> _What to do_
From the line containing "let mut msg = MSG::default();" through the last line of the data, return those lines exactly as written and nothing more.

++++

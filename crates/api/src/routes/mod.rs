//! API route definitions.

use std::str::FromStr;

use axum::{Router, middleware, response::Response};
use rust_decimal::Decimal;

use crate::{AppState, error::validation_error, middleware::auth::auth_middleware};

pub mod approval_flows;
pub mod approval_rules;
pub mod approvals;
pub mod company;
pub mod expenses;
pub mod health;
pub mod users;

/// Creates the API router with protected routes that need state for middleware.
#[allow(clippy::needless_pass_by_value)]
pub fn api_routes_with_state(state: AppState) -> Router<AppState> {
    // Protected routes that require authentication
    let protected_routes = Router::new()
        .merge(expenses::routes())
        .merge(approvals::routes())
        .merge(company::routes())
        .merge(approval_flows::routes())
        .merge(approval_rules::routes())
        .merge(users::routes())
        .layer(middleware::from_fn_with_state(
            state.clone(),
            auth_middleware,
        ));

    Router::new().merge(health::routes()).merge(protected_routes)
}

/// Parses an optional decimal string field. Amounts travel as strings.
pub(crate) fn parse_decimal(field: &str, value: Option<&str>) -> Result<Option<Decimal>, Response> {
    match value.map(str::trim) {
        Some(s) if !s.is_empty() => Decimal::from_str(s)
            .map(Some)
            .map_err(|_| validation_error(format!("{field} must be a decimal number"))),
        _ => Ok(None),
    }
}
//! RegionCast - share a screen region through an off-desktop output window

#![windows_subsystem = "windows"]

mod control;
mod notify;
mod session;
mod tray;

use capture::{CaptureProducer, MonitorProducer};
use common::{AppConfig, Rect};
use control::{ControlSignal, ControlWindow};
use crossbeam_channel::unbounded;
use notify::UserNotifier;
use output::OutputManager;
use overlay::{OverlayEvent, OverlayManager};
use session::{Session, SessionEvent, SessionState};
use std::time::Duration;
use tray::{SystemTray, TrayCommand};
use windows::Win32::System::WinRT::{RoInitialize, RO_INIT_MULTITHREADED};
use windows::Win32::UI::HiDpi::{
    SetProcessDpiAwarenessContext, DPI_AWARENESS_CONTEXT_PER_MONITOR_AWARE_V2,
};
use windows::Win32::UI::WindowsAndMessaging::{
    DispatchMessageW, PeekMessageW, TranslateMessage, MSG, PM_REMOVE, WM_QUIT,
};

fn main() -> anyhow::Result<()> {
    let config = AppConfig::load();
    common::logging::init_logging(&config.logging);

    if let Err(e) = run(&config) {
        tracing::error!(error = %e, "fatal error");
        notify::show_error(&format!("RegionCast quit: {e}"));
        return Err(e);
    }

    Ok(())
}

fn run(config: &AppConfig) -> anyhow::Result<()> {
    unsafe {
        let _ = SetProcessDpiAwarenessContext(DPI_AWARENESS_CONTEXT_PER_MONITOR_AWARE_V2);
        RoInitialize(RO_INIT_MULTITHREADED)?;
    }

    let initial = Rect::new(
        0,
        0,
        config.output.initial_width.max(1),
        config.output.initial_height.max(1),
    );
    let retry_policy = config.sync.retry_policy();

    let output = OutputManager::new(initial, retry_policy)?;

    let (overlay_tx, overlay_rx) = unbounded::<OverlayEvent>();
    let overlay = OverlayManager::initialize(overlay_tx)?;

    let mut producer = MonitorProducer::new(retry_policy);
    producer.initialize()?;

    let mut session = Session::new(overlay, output, producer, UserNotifier, initial);

    let (control_tx, control_rx) = unbounded::<ControlSignal>();
    let control = ControlWindow::create(control_tx)?;
    let mut tray = SystemTray::new(control.hwnd());
    tray.show()?;

    let tick_interval = Duration::from_millis(config.output.tick_interval_ms.max(1));
    tracing::info!("ready, press Ctrl+Shift+R to select a region");

    loop {
        if !pump_messages() {
            session.handle_event(SessionEvent::Exit)?;
        }

        while let Ok(signal) = control_rx.try_recv() {
            match signal {
                ControlSignal::ToggleSelection => {
                    session.handle_event(SessionEvent::ToggleSelection)?;
                }
                ControlSignal::TrayMenu => {
                    let can_start = session.state() == SessionState::Idle;
                    let can_stop = session.state() == SessionState::Capturing;
                    if let Some(command) = tray.show_context_menu(can_start, can_stop)? {
                        session.handle_event(tray_command_to_event(command))?;
                    }
                }
            }
        }

        while let Ok(event) = overlay_rx.try_recv() {
            session.handle_event(overlay_event_to_session(event))?;
        }

        session.tick()?;

        if session.exit_requested() {
            break;
        }

        std::thread::sleep(tick_interval);
    }

    let _ = tray.hide();
    session.shutdown();
    tracing::info!("exiting");

    Ok(())
}

fn tray_command_to_event(command: TrayCommand) -> SessionEvent {
    match command {
        TrayCommand::Start => SessionEvent::StartCapture,
        TrayCommand::Stop => SessionEvent::StopCapture,
        TrayCommand::Exit => SessionEvent::Exit,
    }
}

fn overlay_event_to_session(event: OverlayEvent) -> SessionEvent {
    match event {
        OverlayEvent::PointerDown { x, y } => SessionEvent::PointerDown { x, y },
        OverlayEvent::PointerMove { x, y } => SessionEvent::PointerMove { x, y },
        OverlayEvent::PointerUp { x, y } => SessionEvent::PointerUp { x, y },
        OverlayEvent::Cancel => SessionEvent::CancelSelection,
    }
}

/// Drain the thread's message queue. Returns false once WM_QUIT arrives.
fn pump_messages() -> bool {
    unsafe {
        let mut msg = MSG::default();
        while PeekMessageW(&mut msg, None, 0, 0, PM_REMOVE).as_bool() {
            if msg.message == WM_QUIT {
                return false;
            }
            let _ = TranslateMessage(&msg);
            DispatchMessageW(&msg);
        }
    }

    true
}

++++

> _Solution to this exercise_
        let mut msg = MSG::default();
        while PeekMessageW(&mut msg, None, 0, 0, PM_REMOVE).as_bool() {
            if msg.message == WM_QUIT {
                return false;
            }
            let _ = TranslateMessage(&msg);
            DispatchMessageW(&msg);
        }
    }

    true
}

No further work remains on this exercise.